This quote really resonated for me as a conflict management coach and personally, too. I have found it’s common when my clients and I look back on what we regret about our interpersonal conflicts there are often things we said or did that we wish we hadn’t. What we hear from the other person about our actions or communications that upset them may be the same as or different from what we regretted doing or saying. More to ponder! These sorts of ruminations stay with us though we are well aware we cannot take them back.

Daniel Pink’s quote here raises then, an important perspective – as it relates to our interpersonal conflicts – that is worth exploring what the lingering  angst might be about. Such an exploration urges us to become more observant of the ways we show up in our communications and to  consider whether we are staying aligned with our values and the person we strive to be. And, at the same time, this exploration urges us to remain aware of what may overwhelm us and even stop us from keeping them in mind. This is whether  we initiate a dispute, such as a potentially problematic conversation, and how we choose to respond to others who offend us.

Among other things then, we are beckoned, in our efforts to be true to ourselves, to step back and consider our fundamental values and how they are reflected in the ways we ensure we preserve rather than threaten our relationships.

With this in mind, this week’s  Conflict Mastery Quest(ions) blog invites you to bring to mind a conflict about which you have regrets.

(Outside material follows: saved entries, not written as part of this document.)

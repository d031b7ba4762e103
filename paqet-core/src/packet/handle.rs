use crate::config::NetworkConfig;
use crate::error::{Error, Result};
use pcap::{Active, Capture, Direction};

/// Read timeout for capture handles; keeps the capture thread responsive
/// to shutdown without busy polling.
pub const READ_TIMEOUT_MS: i32 = 100;

/// Open an activated capture handle on the configured interface. Windows
/// addresses adapters by NPF GUID rather than name.
pub fn open_capture(cfg: &NetworkConfig) -> Result<Capture<Active>> {
    let device = if cfg!(windows) && !cfg.guid.is_empty() {
        format!(r"\Device\NPF_{}", cfg.guid)
    } else {
        cfg.interface.clone()
    };
    let cap = Capture::from_device(device.as_str())
        .map_err(|e| Error::bind_with_source(format!("failed to open device {}", device), e))?
        .promisc(false)
        .snaplen(65535)
        .buffer_size(cfg.pcap.sockbuf as i32)
        .immediate_mode(true)
        .timeout(READ_TIMEOUT_MS)
        .open()
        .map_err(|e| Error::bind_with_source("failed to open pcap handle", e))?;
    Ok(cap)
}

/// Open the outbound injection handle.
pub fn open_send_handle(cfg: &NetworkConfig) -> Result<Capture<Active>> {
    let mut cap = open_capture(cfg)?;
    set_direction(&mut cap, Direction::Out)?;
    Ok(cap)
}

/// Open the inbound capture handle with the BPF filter installed.
pub fn open_recv_handle(cfg: &NetworkConfig, port: u16) -> Result<Capture<Active>> {
    let mut cap = open_capture(cfg)?;
    set_direction(&mut cap, Direction::In)?;
    let filter = format!("tcp and dst port {}", port);
    cap.filter(&filter, true)
        .map_err(|e| Error::bind_with_source(format!("failed to set BPF filter '{}'", filter), e))?;
    Ok(cap)
}

fn set_direction(cap: &mut Capture<Active>, dir: Direction) -> Result<()> {
    // Npcap does not fully support capture direction; skip it there.
    if cfg!(windows) {
        return Ok(());
    }
    cap.direction(dir)
        .map_err(|e| Error::bind_with_source("failed to set pcap direction", e))
}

  • What happened in that conflict?
  • What did you say or do (or not say or do) that you regret?
  • If something other than your answer in the previous question triggered a negative reaction in the other person what seemed to set them off?
  • What  impact did you observe on the other person?
  • At the time, what seemed to motivate your actions or words ( or lack of them) that you now regret ?
  • What emotions were you experiencing at the time?
  • In that interaction, how was what you said or did (that upset the other person) out of alignment with your values or a specific value?  That is, which  value(s) were out of alignment?
  • What might you have said  or done differently that would be more aligned with your own values ?
  • What precluded your more preferred  words or actions?
  • Which of the other person’s values  might you have undermined or challenged in that interaction? Which of your values might the other person have undermined
  • What else occurs to you as you consider these questions?
  • What insights do you have now that you didn’t have before you answered these questions?